As for waiting 3 to 4 weeks? That is seriously bad advice. I wouldn't wait more than a day or two to change them. God forbid you were in an accident and the brakes were found to be defective, you would be crucified. 

Don't risk it, get them changed immediately.


----------



## tosullivan (20 Dec 2006)

polo9n said:


> cheers tosullivan
> and a squeaky noise when breaking? is it always a sign of brake pad to be replaced?


if its squealing then you've run out of pads...I would say get them replaced now



Gone Fishin' said:


> A squeaky noise means metal on metal and damage occurring. If you drive with dodgy pads you will have seriously reduced braking performance and possible brake disc damage due to over-heating.
> As for waiting 3 to 4 weeks? That is seriously bad advice. I wouldn't wait more than a day or two to change them. God forbid you were in an accident and the brakes were found to be defective, you would be crucified.
> 
> Don't risk it, get them changed immediately.


Squealing was never mentioned in the original post.  I said not to let it go more than 3-4 weeks, slightly different to saying wait 3-4 weeks.  The question was how much was safe for and typically the wear sensor is supposed to give you at least that much safe driving.


----------



## frash (20 Dec 2006)

Thanks for the replies.
The warning displayed is specific - it says to check the brake pads (so it's not a generic one which might include fluid etc.)

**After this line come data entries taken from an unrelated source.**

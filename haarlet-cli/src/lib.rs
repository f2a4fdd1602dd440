//! Image ingestion and export around the `haarlet` pipeline.

use clap::ValueEnum;
use haarlet::metrics::normalize_for_display;
use haarlet::{Coefficients, IntensityBuffer, ProcessingSize};
use image::imageops::FilterType;
use image::{GrayImage, Rgb, RgbImage, RgbaImage};
use log::debug;
use std::error::Error;
use std::path::Path;

#[derive(ValueEnum, Clone, Copy, Debug, Default, PartialEq, Eq)]
pub enum ColorMap {
    #[default]
    Gray,
    Viridis,
    Inferno,
    Magma,
}

/// ITU-R BT.601 luma, rounded and clamped to 8 bits.
pub fn luma(r: u8, g: u8, b: u8) -> u8 {
    let y = 0.299 * f64::from(r) + 0.587 * f64::from(g) + 0.114 * f64::from(b);
    y.round().clamp(0.0, 255.0) as u8
}

/// Resize `img` to the resolved processing size and convert it to intensities.
pub fn intensity_from_rgba(
    img: &RgbaImage,
    size: ProcessingSize,
) -> Result<IntensityBuffer, Box<dyn Error>> {
    let (sw, sh) = (img.width() as usize, img.height() as usize);
    let target = size.resolve(sw, sh)?;
    let (w, h) = haarlet::sizing::target_dimensions(sw, sh, target);
    debug!("resizing {sw}x{sh} -> {w}x{h}");
    let resized = if (w, h) == (sw, sh) {
        img.clone()
    } else {
        image::imageops::resize(img, w as u32, h as u32, FilterType::Triangle)
    };
    let luma8: Vec<u8> = resized
        .pixels()
        .map(|p| luma(p.0[0], p.0[1], p.0[2]))
        .collect();
    Ok(IntensityBuffer::from_luma8(w, h, &luma8)?)
}

/// Decode an image file into an intensity buffer at the requested processing size.
pub fn load_intensity(path: &Path, size: ProcessingSize) -> Result<IntensityBuffer, Box<dyn Error>> {
    let img = image::open(path)?.to_rgba8();
    intensity_from_rgba(&img, size)
}

pub fn save_luma_png(
    values: &[u8],
    width: usize,
    height: usize,
    path: &Path,
) -> Result<(), Box<dyn Error>> {
    let img = GrayImage::from_raw(width as u32, height as u32, values.to_vec())
        .ok_or("pixel count does not match dimensions")?;
    img.save(path)?;
    Ok(())
}

/// Map display values through a colour map.
pub fn colorize(values: &[u8], width: usize, height: usize, cmap: ColorMap) -> RgbImage {
    RgbImage::from_fn(width as u32, height as u32, |x, y| {
        let v = values[y as usize * width + x as usize];
        let t = f64::from(v) / 255.0;
        let c = match cmap {
            ColorMap::Gray => return Rgb([v, v, v]),
            ColorMap::Viridis => colorous::VIRIDIS.eval_continuous(t),
            ColorMap::Inferno => colorous::INFERNO.eval_continuous(t),
            ColorMap::Magma => colorous::MAGMA.eval_continuous(t),
        };
        Rgb([c.r, c.g, c.b])
    })
}

/// Write the min-max stretched coefficient grid.
pub fn save_coefficients(
    coefficients: &Coefficients,
    cmap: ColorMap,
    path: &Path,
) -> Result<(), Box<dyn Error>> {
    let values = normalize_for_display(coefficients.data());
    let (w, h) = (coefficients.width(), coefficients.height());
    match cmap {
        ColorMap::Gray => save_luma_png(&values, w, h, path),
        _ => {
            colorize(&values, w, h, cmap).save(path)?;
            Ok(())
        }
    }
}

pub fn save_intensity(buffer: &IntensityBuffer, path: &Path) -> Result<(), Box<dyn Error>> {
    save_luma_png(&buffer.to_luma8(), buffer.width(), buffer.height(), path)
}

I'll try & get them done this side of xmas but failing that I'll get them done not long after so that should be well within the 3 / 4 weeks. 
In the meantime I won't be doing too much mileage.

There's no squeaks (yet).


----------



## Pique318 (20 Dec 2006)

Newly fitted brakes squeak too, and they're obviously not worn but they have to 'bed in'.

"3-4 weeks" as a guide is pointless....it all depends on how many miles you do !
If you commute a distance then get them looked at asap, if you only drive to mass on Sunday, then leave it till after xmas.
The squealing is a metal strip in the pads to alert the driver to the wear on the pads...it does no damage. IF however, you keep ignoring it and the pads wear away completely, then the metal base of the pad will screw up your rotors/discs and you'll have to shell out for new ones. If you drive 'hard' then get your own pads from Euro Car Parts or GSF Carparts and get someone to fit them. Go for ATE, EBC Greenstuff of similar. I don't know what ones Quikfit use but they're probably the most basic pads.....


----------



## polo9n (20 Dec 2006)

PIQUE318 THANKS FOR THE INFO...
i think my car does a tiny noise when breaking...
i am always very sensitive to noise from my car...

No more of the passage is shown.